Bronchopulmonary dysplasia (BPD) is fundamentally characterized by the arrest of lung development and abnormal repair mechanisms, which result in impaired development of the alveoli and microvasculature. Hepatocyte growth factor (HGF), secreted by pulmonary mesenchymal and endothelial cells, plays a pivotal role in the promotion of epithelial and endothelial cell proliferation, branching morphogenesis, angiogenesis, and alveolarization. HGF exerts its beneficial effects on pulmonary vascular development and alveolar simplification primarily through two pivotal pathways: the stimulation of neovascularization, thereby enriching the pulmonary microvascular network, and the inhibition of the epithelial-mesenchymal transition (EMT), which is crucial for maintaining the integrity of the alveolar structure. We discuss HGF and its receptor c-Met, interact with various growth factors throughout the process of lung development and BPD, and form a signaling network with HGF as a hub, which plays the pivotal role in orchestrating and integrating epithelial, endothelial and mesenchymal.

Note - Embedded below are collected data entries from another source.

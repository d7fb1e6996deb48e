//! Minimal scanner for the flat XML payloads the RTMS endpoints emit.
//!
//! The responses are shallow: a header with a result code, a `totalCount`,
//! and a list of `<item>` elements whose children are plain `<tag>text</tag>`
//! pairs with no attributes or nesting that matters. A full XML parser is
//! more machinery than this wire format needs; this scanner extracts
//! first-occurrence tag text and item blocks and decodes the five standard
//! entities.

use crate::Record;

/// Text content of the first `<tag>...</tag>` occurrence, entity-decoded
/// and trimmed. Returns `None` when the tag is absent or unclosed.
pub fn text_of(xml: &str, tag: &str) -> Option<String> {
    let open = format!("<{tag}>");
    let close = format!("</{tag}>");
    let start = xml.find(&open)? + open.len();
    let rest = xml.get(start..)?;
    let end = rest.find(&close)?;
    Some(decode_entities(rest.get(..end)?.trim()))
}

/// Extract every `<item>...</item>` block as a [`Record`] of its child
/// elements. Children are taken as string fields; empty elements become
/// empty strings.
pub fn items(xml: &str) -> Vec<Record> {
    let mut records = Vec::new();
    let mut rest = xml;
    while let Some(start) = rest.find("<item>") {
        let Some(after_open) = rest.get(start + "<item>".len()..) else {
            break;
        };
        let Some(end) = after_open.find("</item>") else {
            break;
        };
        let Some(body) = after_open.get(..end) else {
            break;
        };
        records.push(fields_of(body));
        match after_open.get(end + "</item>".len()..) {
            Some(r) => rest = r,
            None => break,
        }
    }
    records
}

/// Scan the flat child elements of one item body.
fn fields_of(body: &str) -> Record {
    let mut record = Record::new();
    let mut rest = body;
    while let Some(lt) = rest.find('<') {
        let Some(after_lt) = rest.get(lt + 1..) else {
            break;
        };
        let Some(gt) = after_lt.find('>') else {
            break;
        };
        let Some(raw_name) = after_lt.get(..gt) else {
            break;
        };
        // Skip closing tags and comments; handle self-closing empties.
        if raw_name.starts_with('/') || raw_name.starts_with('!') {
            rest = after_lt.get(gt + 1..).unwrap_or("");
            continue;
        }
        if let Some(name) = raw_name.strip_suffix('/') {
            record.insert(
                name.trim().to_string(),
                serde_json::Value::String(String::new()),
            );
            rest = after_lt.get(gt + 1..).unwrap_or("");
            continue;
        }
        let name = raw_name
            .split_whitespace()
            .next()
            .unwrap_or(raw_name)
            .to_string();
        let Some(after_open) = after_lt.get(gt + 1..) else {
            break;
        };
        let close = format!("</{name}>");
        let Some(end) = after_open.find(&close) else {
            // Unclosed element: stop scanning this item rather than guess.
            break;
        };
        let text = after_open.get(..end).unwrap_or("").trim();
        record.insert(name, serde_json::Value::String(decode_entities(text)));
        rest = after_open.get(end + close.len()..).unwrap_or("");
    }
    record
}

/// Decode the five predefined XML entities.
fn decode_entities(s: &str) -> String {
    if !s.contains('&') {
        return s.to_string();
    }
    s.replace("&lt;", "<")
        .replace("&gt;", ">")
        .replace("&quot;", "\"")
        .replace("&apos;", "'")
        .replace("&amp;", "&")
}

#[cfg(test)]
mod tests {
    use super::*;

    const SAMPLE: &str = r#"<response>
      <header><resultCode>000</resultCode><resultMsg>OK</resultMsg></header>
      <body>
        <items>
          <item>
            <dealAmount> 82,500 </dealAmount>
            <aptNm>래미안</aptNm>
            <excluUseAr>84.97</excluUseAr>
            <dealDay>12</dealDay>
          </item>
          <item>
            <dealAmount>41,000</dealAmount>
            <aptNm>A &amp; B 타워</aptNm>
            <rgstDate/>
          </item>
        </items>
        <totalCount>2</totalCount>
      </body>
    </response>"#;

    #[test]
    fn text_of_reads_header_fields() {
        assert_eq!(text_of(SAMPLE, "resultCode").as_deref(), Some("000"));
        assert_eq!(text_of(SAMPLE, "totalCount").as_deref(), Some("2"));
        assert_eq!(text_of(SAMPLE, "missing"), None);
    }

    #[test]
    fn items_extracts_all_blocks() {
        let records = items(SAMPLE);
        assert_eq!(records.len(), 2);
        assert_eq!(records[0]["dealAmount"], "82,500");
        assert_eq!(records[0]["aptNm"], "래미안");
        assert_eq!(records[1]["dealAmount"], "41,000");
    }

    #[test]
    fn entities_are_decoded() {
        let records = items(SAMPLE);
        assert_eq!(records[1]["aptNm"], "A & B 타워");
    }

    #[test]
    fn self_closing_elements_become_empty_strings() {
        let records = items(SAMPLE);
        assert_eq!(records[1]["rgstDate"], "");
    }

    #[test]
    fn no_items_yields_empty_vec() {
        let xml = "<response><body><items></items><totalCount>0</totalCount></body></response>";
        assert!(items(xml).is_empty());
    }

    #[test]
    fn unclosed_item_does_not_loop() {
        let xml = "<items><item><a>1</a>";
        assert!(items(xml).is_empty());
    }
}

Keywords: angiogenesis; bronchopulmonary dysplasia (BPD); epithelial-mesenchymal transition (EMT); growth factors; hepatocyte growth factor (HGF).

FIGURE 1

Hepatocyte Growth Factor (HGF) Signaling Pathway in Alveolar Epithelial cells (AECs) and Endothelial Cells (ECs) in Lung Development. HGF, partly secreted by ECs, through paracrine and autocrine mechanisms, binds to the c-Met receptor on AECs and ECs. This interaction triggers a cascade of downstream signaling molecules that primarily promote cell proliferation and anti-apoptotic effects. Additionally, HGF regulates cytoskeletal dynamics, cellular migration, and morphogenesis by activating Rho and FAK (By Figdraw).

FIGURE 2

The Role of HGF in the Crosstalk between Lung Mesenchyme-Endothelium-Epithelium. HGF, derived from endothelial cells, activates the Rap1 signaling pathway, recruiting myofibroblasts (MYF) and promoting the deposition of extracellular matrix (ECM) proteins, including elastin and collagen. Increased ECM stiffness, through mechanosignaling, leads to the dephosphorylation and activation of YAP/TAZ, thereby stimulating the secretion of HGF by myofibroblasts (MYFs). Hyperoxia upregulates the expression of TGFβ, which promotes epithelial-mesenchymal transition (EMT) in epithelial cells. HGF inhibits the occurrence of EMT by antagonizing the expression of TGFβ and degrading ECM-related proteins (By Figdraw).